En muchos aspectos, la crisis de los antiguos mandatos y antiguas formas de resistencia parecen estar en crisis.
Siento que debido a la hiperconectividad que tenemos, estos procesos son más rápidos. Se acorta el espacio-tiempo de los mandatos. A lo largo de la historia del siglo XX a esta parte la confrontación entre jóvenes y adultos ha existido. Si uno piensa de Woodstock en los 60, ves a jóvenes revelándose frente a formas de ser y hacer. Es una lucha por el poder, finalmente, donde una generación mayor tiene consignas, formas de hacer las cosas, un esquema y estructura sobre cómo funciona el mundo interiorizado y repetido. Eso permite una serie de estabilidades que no está mal tampoco. Pero es una estructura que se impone a quienes están buscando sus propias identidades. Ahí es donde, creo, nace la confrontación entre la juventud, que busca el poder y una generación mayor, que busca imponer una forma de hacer las cosas.

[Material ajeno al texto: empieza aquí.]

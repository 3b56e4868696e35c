//! Session store schema and operations
//!
//! The store is an in-memory SQLite database that lives as long as one
//! session; nothing is written to disk.

use rusqlite::{Connection, OptionalExtension};

use crate::error::Result;
use crate::models::LiquidProfile;

/// A row of the session history table
#[derive(Debug, Clone, PartialEq)]
pub struct HistoryRow {
    pub recorded_at: String,
    pub liquid: String,
    pub volume_ml: f64,
    pub initial_temp_c: f64,
    pub intensity: Option<String>,
    pub mode: String,
    pub estimated_minutes: f64,
}

/// Open a fresh in-memory store with the schema in place
pub fn open_session_store() -> Result<Connection> {
    let conn = Connection::open_in_memory()?;
    init_schema(&conn)?;
    Ok(conn)
}

/// Initialize the database schema
pub fn init_schema(conn: &Connection) -> Result<()> {
    conn.execute_batch(
        r#"
        -- Liquid catalog
        CREATE TABLE IF NOT EXISTS liquids (
            name TEXT PRIMARY KEY COLLATE NOCASE,
            target_temperature_c REAL NOT NULL
        );

        CREATE TABLE IF NOT EXISTS liquid_aliases (
            alias TEXT PRIMARY KEY COLLATE NOCASE,
            liquid_name TEXT NOT NULL
        );

        -- Past calculations, newest has the highest id
        CREATE TABLE IF NOT EXISTS history (
            id INTEGER PRIMARY KEY AUTOINCREMENT,
            recorded_at TEXT NOT NULL,
            liquid TEXT NOT NULL,
            volume_ml REAL NOT NULL,
            initial_temp_c REAL NOT NULL,
            intensity TEXT,
            mode TEXT NOT NULL,
            estimated_minutes REAL NOT NULL
        );

        CREATE INDEX IF NOT EXISTS idx_liquid_aliases_liquid ON liquid_aliases(liquid_name);
        "#,
    )?;
    Ok(())
}

/// Insert or replace a liquid and its aliases
pub fn upsert_liquid(conn: &Connection, liquid: &LiquidProfile) -> Result<()> {
    conn.execute(
        "INSERT OR REPLACE INTO liquids (name, target_temperature_c) VALUES (?1, ?2)",
        (&liquid.name, liquid.target_temperature_c),
    )?;
    conn.execute(
        "DELETE FROM liquid_aliases WHERE liquid_name = ?1",
        [&liquid.name],
    )?;
    for alias in &liquid.aliases {
        conn.execute(
            "INSERT OR REPLACE INTO liquid_aliases (alias, liquid_name) VALUES (?1, ?2)",
            (alias, &liquid.name),
        )?;
    }
    Ok(())
}

fn aliases_for(conn: &Connection, name: &str) -> Result<Vec<String>> {
    let mut stmt =
        conn.prepare("SELECT alias FROM liquid_aliases WHERE liquid_name = ?1 ORDER BY alias")?;
    let rows = stmt.query_map([name], |row| row.get(0))?;

    let mut results = Vec::new();
    for row in rows {
        results.push(row?);
    }
    Ok(results)
}

/// Look up a liquid by name or alias (case-insensitive)
///
/// A liquid whose name matches wins over one that only has it as an alias.
pub fn get_liquid(conn: &Connection, name_or_alias: &str) -> Result<Option<LiquidProfile>> {
    let row: Option<(String, f64)> = conn
        .query_row(
            "SELECT l.name, l.target_temperature_c
             FROM liquids l
             LEFT JOIN liquid_aliases a ON a.liquid_name = l.name
             WHERE l.name = ?1 OR a.alias = ?1
             ORDER BY (l.name = ?1) DESC, l.name
             LIMIT 1",
            [name_or_alias],
            |row| Ok((row.get(0)?, row.get(1)?)),
        )
        .optional()?;

    match row {
        Some((name, target_temperature_c)) => {
            let aliases = aliases_for(conn, &name)?;
            Ok(Some(LiquidProfile {
                name,
                target_temperature_c,
                aliases,
            }))
        }
        None => Ok(None),
    }
}

/// List all liquids ordered by name
pub fn list_liquids(conn: &Connection) -> Result<Vec<LiquidProfile>> {
    let mut stmt =
        conn.prepare("SELECT name, target_temperature_c FROM liquids ORDER BY name")?;
    let rows = stmt.query_map([], |row| Ok((row.get::<_, String>(0)?, row.get::<_, f64>(1)?)))?;

    let mut results = Vec::new();
    for row in rows {
        let (name, target_temperature_c) = row?;
        let aliases = aliases_for(conn, &name)?;
        results.push(LiquidProfile {
            name,
            target_temperature_c,
            aliases,
        });
    }
    Ok(results)
}

/// Append a history row, returning its id
pub fn insert_history(conn: &Connection, row: &HistoryRow) -> Result<i64> {
    conn.execute(
        "INSERT INTO history
             (recorded_at, liquid, volume_ml, initial_temp_c, intensity, mode, estimated_minutes)
         VALUES (?1, ?2, ?3, ?4, ?5, ?6, ?7)",
        (
            &row.recorded_at,
            &row.liquid,
            row.volume_ml,
            row.initial_temp_c,
            &row.intensity,
            &row.mode,
            row.estimated_minutes,
        ),
    )?;
    Ok(conn.last_insert_rowid())
}

/// History rows, newest first
pub fn list_history(conn: &Connection, limit: usize) -> Result<Vec<HistoryRow>> {
    let mut stmt = conn.prepare(
        "SELECT recorded_at, liquid, volume_ml, initial_temp_c, intensity, mode, estimated_minutes
         FROM history
         ORDER BY id DESC
         LIMIT ?1",
    )?;

    let rows = stmt.query_map([limit as i64], |row| {
        Ok(HistoryRow {
            recorded_at: row.get(0)?,
            liquid: row.get(1)?,
            volume_ml: row.get(2)?,
            initial_temp_c: row.get(3)?,
            intensity: row.get(4)?,
            mode: row.get(5)?,
            estimated_minutes: row.get(6)?,
        })
    })?;

    let mut results = Vec::new();
    for row in rows {
        results.push(row?);
    }
    Ok(results)
}

/// Drop everything but the newest `keep` rows
pub fn trim_history(conn: &Connection, keep: usize) -> Result<usize> {
    let removed = conn.execute(
        "DELETE FROM history WHERE id NOT IN (SELECT id FROM history ORDER BY id DESC LIMIT ?1)",
        [keep as i64],
    )?;
    Ok(removed)
}

pub fn count_history(conn: &Connection) -> Result<usize> {
    let count: i64 = conn.query_row("SELECT COUNT(*) FROM history", [], |row| row.get(0))?;
    Ok(count as usize)
}

pub fn clear_history(conn: &Connection) -> Result<()> {
    conn.execute("DELETE FROM history", [])?;
    Ok(())
}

No todo es tan homogéneo, hay gente mayor en Lima que se suma a las protestas dirigidas por jóvenes. Hay padres, madres, adultos que han visto el potencial de cambio y salen a cacerolear, cosas que nunca había visto en mi país. Pero creo que esto ha existido siempre y ahora es más rápido y fuerte por nuestra capacidad de decir cosas, que se viralicen y reúnan gente. Se hace al instante. Tenemos a personas que son altavoces, personas escuchadas por millones de personas.
Un partido político no puede hacer eso, no son escuchados de esa manera, en cambio un tiktoker, sí. Eso es interesante y tiene sus riesgos pero creo que hay una rapidez que hace que haya menos capacidad de poder contener la emocionalidad y la movilización.